Meat Labeling (Country of Origin Labeling)

ASI Supports COOL for Lamb
May 22, 2015

The House Agriculture Committee voted 38-6 to repeal a country-of-origin labeling (COOL) law for beef, pork and poultry this week while leaving the requirements in place for lamb.

This action came just two days after the World Trade Organization (WTO) ruled against parts of the law. The labels tell consumers where the meat is born, raised and slaughtered. The WTO ruled May 18 that the U.S. labels put Canadian and Mexican livestock at a disadvantage.
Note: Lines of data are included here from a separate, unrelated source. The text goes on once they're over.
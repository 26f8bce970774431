//! The two verdict engines: the per-field comparator and the
//! package-identity judge. They run independently over the same inputs so a
//! caller can cross-check one against the other.

pub mod compare;
pub mod judge;
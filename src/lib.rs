//! Heuristic identity matching between BOM rows and supplier catalog
//! records for electronic parts.
//!
//! A BOM row carries a terse free-text value ("100nF X7R 0402 16V",
//! "4.7kΩ", "QFN-56(7x7)"); the supplier side is a structured catalog
//! record with a description, attributes, and a package field. The two
//! sides rarely spell anything the same way, so everything is normalized
//! to canonical SI quantities and compared with tolerance:
//!
//! - [`parse_comment`] turns BOM text into a [`ParsedComment`] of
//!   recognized electrical features.
//! - [`from_api_json`](parsing::supplier::from_api_json) turns a supplier
//!   API response into a [`SupplierRecord`].
//! - [`compare`] checks each feature pair and reports per-field matches
//!   and issues with an overall [`CheckStatus`].
//! - [`judge`] independently decides whether the two sides describe the
//!   same physical package, from size codes, family names, pin counts,
//!   body dims, and pitch.
//!
//! # Example
//!
//! ```
//! use bom_match::{compare, judge, parse_comment, CheckStatus, PackageVerdict, SupplierRecord};
//!
//! let bom = parse_comment("100nF X7R 0402 16V");
//! let supplier = SupplierRecord::new("50V 100nF X7R 0402 MLCC")
//!     .with_package("0402")
//!     .with_capacitance(1e-7)
//!     .with_dielectric("X7R")
//!     .with_voltage(50.0);
//!
//! let report = compare(&bom, &supplier);
//! assert_eq!(report.status, CheckStatus::Ok);
//!
//! let (verdict, _why) = judge("C0402", &supplier);
//! assert_eq!(verdict, PackageVerdict::Match);
//! ```

pub mod core;
pub mod matching;
pub mod parsing;
pub mod signals;
pub mod units;

pub use crate::core::comment::ParsedComment;
pub use crate::core::quantity::{nearly_equal, PhysicalQuantity};
pub use crate::core::record::SupplierRecord;
pub use crate::core::types::{CheckStatus, PackageFamily, PackageVerdict, QuantityKind};
pub use crate::matching::compare::{compare, FieldReport};
pub use crate::matching::judge::{judge, judge_signals};
pub use crate::parsing::comment::parse_comment;
pub use crate::parsing::supplier::{from_api_json, RecordError};
pub use crate::signals::extract::{extract, extract_supplier, Signals};
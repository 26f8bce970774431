//! BOM comment parsing: free text like "100nF X7R 0402 16V" or
//! "4.7kΩ ±1% 1/16W" into a [`ParsedComment`].
//!
//! Each feature has its own scanner; they run independently and a feature
//! that is not present is simply `None`. Units are normalized to base SI
//! through [`crate::units`] at parse time, so downstream comparison never
//! sees a prefix again.

use std::sync::LazyLock;

use regex::Regex;
use tracing::trace;

use crate::core::comment::ParsedComment;
use crate::core::quantity::PhysicalQuantity;
use crate::core::types::QuantityKind;
use crate::parsing::normalize_package;
use crate::units::normalize;

static CAP_RE: LazyLock<Regex> = LazyLock::new(|| {
    Regex::new(r"(?i)(\d+(?:\.\d+)?)\s*(µf|μf|uf|nf|pf|mf|f)\b").unwrap()
});

/// Resistance units: ohm text with an optional m/k/meg prefix, or the Ω
/// forms. The trailing group replaces a lookahead — the unit must not be
/// followed by more identifier characters.
static RES_RE: LazyLock<Regex> = LazyLock::new(|| {
    Regex::new(r"(?i)(\d+(?:\.\d+)?)\s*((?:m|k|meg)?\s*ohm|[km]Ω|Ω)(?:[^0-9a-z_]|$)").unwrap()
});

static IND_RE: LazyLock<Regex> = LazyLock::new(|| {
    Regex::new(r"(?i)(\d+(?:\.\d+)?)\s*(µh|μh|uh|nh|h)\b").unwrap()
});

static VOLT_RE: LazyLock<Regex> =
    LazyLock::new(|| Regex::new(r"(?i)(\d+(?:\.\d+)?)\s*V\b").unwrap());

static POW_RE: LazyLock<Regex> =
    LazyLock::new(|| Regex::new(r"(?i)(\d+(?:\.\d+)?)\s*(mW|W)\b").unwrap());

static TOL_RE: LazyLock<Regex> =
    LazyLock::new(|| Regex::new(r"±\s*(\d+(?:\.\d+)?)\s*%").unwrap());

static DIELECTRIC_RE: LazyLock<Regex> =
    LazyLock::new(|| Regex::new(r"(?i)\b(C0G|NP0|X7R|X5R|Y5V|X6S|X7S|X8R)\b").unwrap());

/// Parse a BOM comment into its recognizable features.
///
/// Total: any text (including empty) yields a `ParsedComment`; features
/// that cannot be recognized are absent rather than errors.
#[must_use]
pub fn parse_comment(text: &str) -> ParsedComment {
    let mut parsed = ParsedComment::new(text);
    if text.trim().is_empty() {
        return parsed;
    }

    parsed.package = normalize_package(text);
    parsed.voltage = scan_voltage(text);
    parsed.tolerance = scan_tolerance(text);
    parsed.power = scan_power(text);
    parsed.dielectric = scan_dielectric(text);
    parsed.capacitance = scan_capacitance(text);
    parsed.resistance = scan_resistance(text);
    parsed.inductance = scan_inductance(text);

    trace!(
        raw = text,
        package = ?parsed.package,
        has_value = parsed.has_value_feature(),
        "parsed BOM comment"
    );
    parsed
}

pub(crate) fn scan_capacitance(text: &str) -> Option<PhysicalQuantity> {
    let caps = CAP_RE.captures(text)?;
    let value: f64 = caps[1].parse().ok()?;
    Some(PhysicalQuantity::new(
        QuantityKind::Capacitance,
        normalize(value, &caps[2], QuantityKind::Capacitance),
    ))
}

pub(crate) fn scan_resistance(text: &str) -> Option<PhysicalQuantity> {
    let caps = RES_RE.captures(text)?;
    let value: f64 = caps[1].parse().ok()?;
    Some(PhysicalQuantity::new(
        QuantityKind::Resistance,
        normalize(value, &caps[2], QuantityKind::Resistance),
    ))
}

pub(crate) fn scan_inductance(text: &str) -> Option<PhysicalQuantity> {
    let caps = IND_RE.captures(text)?;
    let value: f64 = caps[1].parse().ok()?;
    Some(PhysicalQuantity::new(
        QuantityKind::Inductance,
        normalize(value, &caps[2], QuantityKind::Inductance),
    ))
}

pub(crate) fn scan_voltage(text: &str) -> Option<PhysicalQuantity> {
    let caps = VOLT_RE.captures(text)?;
    let value: f64 = caps[1].parse().ok()?;
    Some(PhysicalQuantity::new(QuantityKind::Voltage, value))
}

pub(crate) fn scan_power(text: &str) -> Option<PhysicalQuantity> {
    let caps = POW_RE.captures(text)?;
    let value: f64 = caps[1].parse().ok()?;
    Some(PhysicalQuantity::new(
        QuantityKind::Power,
        normalize(value, &caps[2], QuantityKind::Power),
    ))
}

pub(crate) fn scan_tolerance(text: &str) -> Option<PhysicalQuantity> {
    let caps = TOL_RE.captures(text)?;
    let value: f64 = caps[1].parse().ok()?;
    Some(PhysicalQuantity::new(QuantityKind::Tolerance, value))
}

pub(crate) fn scan_dielectric(text: &str) -> Option<String> {
    let caps = DIELECTRIC_RE.captures(text)?;
    Some(normalize_dielectric(&caps[1]))
}

/// NP0 and C0G are the same dielectric under two marketing names.
pub(crate) fn normalize_dielectric(code: &str) -> String {
    code.to_uppercase().replace("NP0", "C0G")
}

#[cfg(test)]
mod tests {
    use super::*;

    #[test]
    fn test_full_capacitor_comment() {
        let p = parse_comment("100nF X7R 0402 16V");
        assert_eq!(p.package.as_deref(), Some("0402"));
        assert_eq!(p.dielectric.as_deref(), Some("X7R"));
        let cap = p.capacitance.unwrap();
        assert!((cap.value - 1e-7).abs() < 1e-15);
        assert!((p.voltage.unwrap().value - 16.0).abs() < 1e-9);
        assert!(p.resistance.is_none());
        assert!(p.inductance.is_none());
    }

    #[test]
    fn test_resistor_comment() {
        let p = parse_comment("4.7kΩ ±1% 1/16W 0603");
        assert!((p.resistance.unwrap().value - 4700.0).abs() < 1e-6);
        assert!((p.tolerance.unwrap().value - 1.0).abs() < 1e-9);
        assert!((p.power.unwrap().value - 16.0).abs() < 1e-9);
        assert_eq!(p.package.as_deref(), Some("0603"));
    }

    #[test]
    fn test_resistance_unit_spellings() {
        assert!((parse_comment("330 ohm").resistance.unwrap().value - 330.0).abs() < 1e-9);
        assert!((parse_comment("2.2 meg ohm").resistance.unwrap().value - 2.2e6).abs() < 1.0);
        assert!((parse_comment("50mΩ").resistance.unwrap().value - 0.05).abs() < 1e-12);
        // No ohm unit at all means no resistance
        assert!(parse_comment("4.7k").resistance.is_none());
    }

    #[test]
    fn test_inductor_comment() {
        let p = parse_comment("10uH 20% SMD");
        assert!((p.inductance.unwrap().value - 1e-5).abs() < 1e-15);
        // Tolerance requires the ± sign
        assert!(p.tolerance.is_none());
    }

    #[test]
    fn test_np0_normalized_to_c0g() {
        let p = parse_comment("22pF NP0 0402 50V");
        assert_eq!(p.dielectric.as_deref(), Some("C0G"));
        let cap = p.capacitance.unwrap();
        assert!((cap.value - 22e-12).abs() < 1e-20);
    }

    #[test]
    fn test_power_milliwatts() {
        let p = parse_comment("100 ohm 250mW");
        assert!((p.power.unwrap().value - 0.25).abs() < 1e-12);
    }

    #[test]
    fn test_generic_part_has_no_features() {
        let p = parse_comment("TPS54331DR");
        assert!(!p.has_value_feature());
        assert!(p.package.is_none());
        assert!(p.dielectric.is_none());
        assert_eq!(p.raw, "TPS54331DR");
    }

    #[test]
    fn test_empty_comment() {
        let p = parse_comment("   ");
        assert!(!p.has_value_feature());
        assert_eq!(p.raw, "   ");
    }
}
House Agriculture Committee Chairman Mike Conaway (Texas) has long backed the meat industry's call for repeal. Along with several of his colleagues, he introduced the legislation to repeal the labeling requirements hours after the WTO decision. He said the bill is a "targeted" response.

The American Sheep Industry Association (ASI) responded to Conaway's introduction of the bill, H.R. 2393, with a letter of endorsement and appreciation for allowing the labeling of lamb to continue.

ASI policy has strongly supported the required identification of lamb for nearly 25 years and lamb-promotion organizations have emphasized American lamb in national advertising since the 1960's.

ASI Executive Director Peter Orwick applauded the Chairman's approach saying, "This is consistent with that of the Agriculture Committee leaders' debate on COOL during the Farm Bill nearly two years ago."

All but six of the committee's Democrats supported the bill. Rep. Collin Peterson (Minn.), the panel's top Democrat and a longtime supporter of the labeling, was one of the few to vote against it. He said there is still time to find a "workable North American solution."

On the Senate side, Senate Agriculture Committee Chairman Pat Roberts (Kan.) also has said he will move quickly to respond to the WTO ruling, but he has yet to introduce a bill.